_Work item_
If a line below contains the string "payroll", copy it out.

Start of Material to process

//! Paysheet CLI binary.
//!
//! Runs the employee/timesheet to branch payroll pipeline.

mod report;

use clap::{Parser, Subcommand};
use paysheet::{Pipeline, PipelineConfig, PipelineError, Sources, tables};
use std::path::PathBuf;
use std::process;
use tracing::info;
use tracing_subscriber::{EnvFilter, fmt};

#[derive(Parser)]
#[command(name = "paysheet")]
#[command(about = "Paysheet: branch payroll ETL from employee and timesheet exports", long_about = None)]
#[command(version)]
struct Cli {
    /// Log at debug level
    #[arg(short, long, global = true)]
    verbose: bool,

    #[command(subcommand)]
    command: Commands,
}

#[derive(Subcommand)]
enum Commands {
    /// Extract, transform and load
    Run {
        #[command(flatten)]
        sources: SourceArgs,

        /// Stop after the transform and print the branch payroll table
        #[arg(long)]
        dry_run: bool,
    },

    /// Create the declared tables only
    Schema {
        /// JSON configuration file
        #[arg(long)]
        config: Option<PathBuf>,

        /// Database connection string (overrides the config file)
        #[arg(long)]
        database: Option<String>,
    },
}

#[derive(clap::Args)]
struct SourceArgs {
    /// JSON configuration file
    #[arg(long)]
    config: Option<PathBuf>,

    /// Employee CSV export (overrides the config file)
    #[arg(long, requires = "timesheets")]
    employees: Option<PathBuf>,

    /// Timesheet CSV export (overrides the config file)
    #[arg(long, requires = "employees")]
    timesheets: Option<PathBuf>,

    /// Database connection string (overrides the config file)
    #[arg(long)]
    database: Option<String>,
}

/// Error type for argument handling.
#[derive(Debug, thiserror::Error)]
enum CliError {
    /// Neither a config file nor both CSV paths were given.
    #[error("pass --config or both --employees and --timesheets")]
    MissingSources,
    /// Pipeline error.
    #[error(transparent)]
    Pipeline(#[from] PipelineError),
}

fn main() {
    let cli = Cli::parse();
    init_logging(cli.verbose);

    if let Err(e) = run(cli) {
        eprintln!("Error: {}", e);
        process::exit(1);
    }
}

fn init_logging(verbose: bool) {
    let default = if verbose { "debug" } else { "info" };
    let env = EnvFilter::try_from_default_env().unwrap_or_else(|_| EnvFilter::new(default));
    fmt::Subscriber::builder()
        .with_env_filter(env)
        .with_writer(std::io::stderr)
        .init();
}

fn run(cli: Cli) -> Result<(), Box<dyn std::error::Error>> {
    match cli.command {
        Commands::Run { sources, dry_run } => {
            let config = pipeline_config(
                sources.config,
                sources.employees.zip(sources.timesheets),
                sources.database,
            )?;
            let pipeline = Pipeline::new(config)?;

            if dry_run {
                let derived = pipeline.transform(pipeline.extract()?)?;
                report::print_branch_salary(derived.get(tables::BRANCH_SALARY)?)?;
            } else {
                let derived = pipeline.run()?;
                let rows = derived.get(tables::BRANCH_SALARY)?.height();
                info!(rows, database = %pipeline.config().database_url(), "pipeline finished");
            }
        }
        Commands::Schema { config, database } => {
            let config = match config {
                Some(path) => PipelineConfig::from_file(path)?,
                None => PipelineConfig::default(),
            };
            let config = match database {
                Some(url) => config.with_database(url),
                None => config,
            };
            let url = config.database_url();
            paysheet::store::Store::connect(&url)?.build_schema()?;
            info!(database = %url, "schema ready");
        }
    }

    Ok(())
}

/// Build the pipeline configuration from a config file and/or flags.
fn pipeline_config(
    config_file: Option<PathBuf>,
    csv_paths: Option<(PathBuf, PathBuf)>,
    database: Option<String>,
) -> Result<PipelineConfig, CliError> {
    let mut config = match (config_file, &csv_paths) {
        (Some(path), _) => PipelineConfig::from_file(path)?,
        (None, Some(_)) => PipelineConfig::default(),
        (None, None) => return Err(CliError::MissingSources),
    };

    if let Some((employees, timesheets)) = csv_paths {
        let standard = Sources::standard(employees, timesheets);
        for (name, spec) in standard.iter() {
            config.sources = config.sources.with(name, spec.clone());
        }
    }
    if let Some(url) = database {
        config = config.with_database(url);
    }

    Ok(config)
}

End of Material to process
Start of Material to process

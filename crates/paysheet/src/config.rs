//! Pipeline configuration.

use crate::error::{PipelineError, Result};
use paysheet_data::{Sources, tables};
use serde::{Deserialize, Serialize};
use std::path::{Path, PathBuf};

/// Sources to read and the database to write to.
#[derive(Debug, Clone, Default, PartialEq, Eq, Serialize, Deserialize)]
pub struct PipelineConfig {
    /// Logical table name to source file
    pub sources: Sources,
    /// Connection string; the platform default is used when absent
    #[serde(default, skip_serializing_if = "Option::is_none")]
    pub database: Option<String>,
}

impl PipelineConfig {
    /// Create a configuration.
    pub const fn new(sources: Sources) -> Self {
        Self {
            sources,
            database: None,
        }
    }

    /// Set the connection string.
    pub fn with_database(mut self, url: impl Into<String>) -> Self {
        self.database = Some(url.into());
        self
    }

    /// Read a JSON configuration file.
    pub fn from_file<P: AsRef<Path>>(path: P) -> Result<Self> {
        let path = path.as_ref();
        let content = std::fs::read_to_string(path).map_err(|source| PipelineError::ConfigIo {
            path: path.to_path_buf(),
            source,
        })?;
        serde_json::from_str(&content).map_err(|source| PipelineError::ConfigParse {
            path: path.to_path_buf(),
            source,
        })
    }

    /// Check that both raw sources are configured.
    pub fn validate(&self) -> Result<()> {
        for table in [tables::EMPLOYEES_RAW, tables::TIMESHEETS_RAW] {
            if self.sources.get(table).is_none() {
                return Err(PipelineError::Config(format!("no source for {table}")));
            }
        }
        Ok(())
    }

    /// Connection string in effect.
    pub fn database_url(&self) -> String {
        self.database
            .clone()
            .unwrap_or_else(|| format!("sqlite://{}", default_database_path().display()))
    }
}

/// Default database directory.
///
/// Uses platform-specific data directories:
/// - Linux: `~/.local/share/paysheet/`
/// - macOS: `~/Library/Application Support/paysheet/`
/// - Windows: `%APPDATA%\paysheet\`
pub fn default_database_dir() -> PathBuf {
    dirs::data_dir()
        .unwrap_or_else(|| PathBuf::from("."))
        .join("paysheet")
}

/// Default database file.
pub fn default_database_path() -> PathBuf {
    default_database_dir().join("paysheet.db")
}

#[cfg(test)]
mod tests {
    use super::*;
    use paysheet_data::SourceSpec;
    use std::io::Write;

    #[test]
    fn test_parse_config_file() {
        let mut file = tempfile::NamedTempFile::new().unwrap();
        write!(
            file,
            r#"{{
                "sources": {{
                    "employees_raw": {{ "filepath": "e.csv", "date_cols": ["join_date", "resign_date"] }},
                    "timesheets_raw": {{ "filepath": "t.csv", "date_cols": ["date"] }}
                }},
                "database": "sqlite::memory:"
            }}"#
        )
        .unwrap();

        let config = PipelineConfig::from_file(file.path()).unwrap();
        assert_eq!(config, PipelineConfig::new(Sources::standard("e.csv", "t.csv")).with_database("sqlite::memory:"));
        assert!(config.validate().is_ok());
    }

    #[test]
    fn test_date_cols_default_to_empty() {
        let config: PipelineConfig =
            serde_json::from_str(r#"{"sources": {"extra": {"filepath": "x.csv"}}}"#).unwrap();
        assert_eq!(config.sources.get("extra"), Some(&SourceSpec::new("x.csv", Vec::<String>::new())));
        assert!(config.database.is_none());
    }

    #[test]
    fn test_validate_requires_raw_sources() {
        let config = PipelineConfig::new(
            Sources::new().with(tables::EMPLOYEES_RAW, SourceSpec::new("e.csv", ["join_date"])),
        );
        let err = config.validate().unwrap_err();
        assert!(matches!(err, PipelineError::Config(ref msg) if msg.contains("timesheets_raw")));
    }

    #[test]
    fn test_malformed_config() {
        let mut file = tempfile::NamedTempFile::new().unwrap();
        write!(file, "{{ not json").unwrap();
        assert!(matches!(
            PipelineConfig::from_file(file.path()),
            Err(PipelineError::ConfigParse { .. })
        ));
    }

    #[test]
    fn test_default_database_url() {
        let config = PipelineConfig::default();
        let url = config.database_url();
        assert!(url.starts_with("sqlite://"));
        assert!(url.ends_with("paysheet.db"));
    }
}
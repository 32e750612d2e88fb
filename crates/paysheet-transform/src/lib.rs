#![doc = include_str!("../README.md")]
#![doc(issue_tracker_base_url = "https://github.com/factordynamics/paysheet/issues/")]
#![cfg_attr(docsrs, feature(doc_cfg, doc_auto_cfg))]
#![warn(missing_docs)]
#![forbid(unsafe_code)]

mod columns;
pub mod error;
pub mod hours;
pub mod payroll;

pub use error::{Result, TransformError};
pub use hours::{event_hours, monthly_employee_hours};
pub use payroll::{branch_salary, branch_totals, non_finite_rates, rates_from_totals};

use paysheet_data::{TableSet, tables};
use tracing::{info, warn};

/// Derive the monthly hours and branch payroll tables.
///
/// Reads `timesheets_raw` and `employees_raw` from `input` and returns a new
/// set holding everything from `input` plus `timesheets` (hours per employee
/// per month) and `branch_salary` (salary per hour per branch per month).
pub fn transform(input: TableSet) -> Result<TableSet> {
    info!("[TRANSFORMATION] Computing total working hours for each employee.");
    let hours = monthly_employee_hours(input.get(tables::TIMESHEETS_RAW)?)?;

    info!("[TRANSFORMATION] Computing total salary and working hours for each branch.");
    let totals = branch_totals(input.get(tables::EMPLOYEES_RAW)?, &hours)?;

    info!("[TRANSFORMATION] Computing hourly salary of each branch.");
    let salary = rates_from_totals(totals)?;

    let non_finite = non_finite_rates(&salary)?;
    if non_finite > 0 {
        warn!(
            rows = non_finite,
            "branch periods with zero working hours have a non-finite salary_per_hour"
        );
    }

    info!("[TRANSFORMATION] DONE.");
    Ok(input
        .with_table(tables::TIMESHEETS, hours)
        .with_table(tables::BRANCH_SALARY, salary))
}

End of Material to process

_Exercise output_
//! Runs the employee/timesheet to branch payroll pipeline.
#[command(about = "Paysheet: branch payroll ETL from employee and timesheet exports", long_about = None)]
        /// Stop after the transform and print the branch payroll table
pub mod payroll;
pub use payroll::{branch_salary, branch_totals, non_finite_rates, rates_from_totals};
/// Derive the monthly hours and branch payroll tables.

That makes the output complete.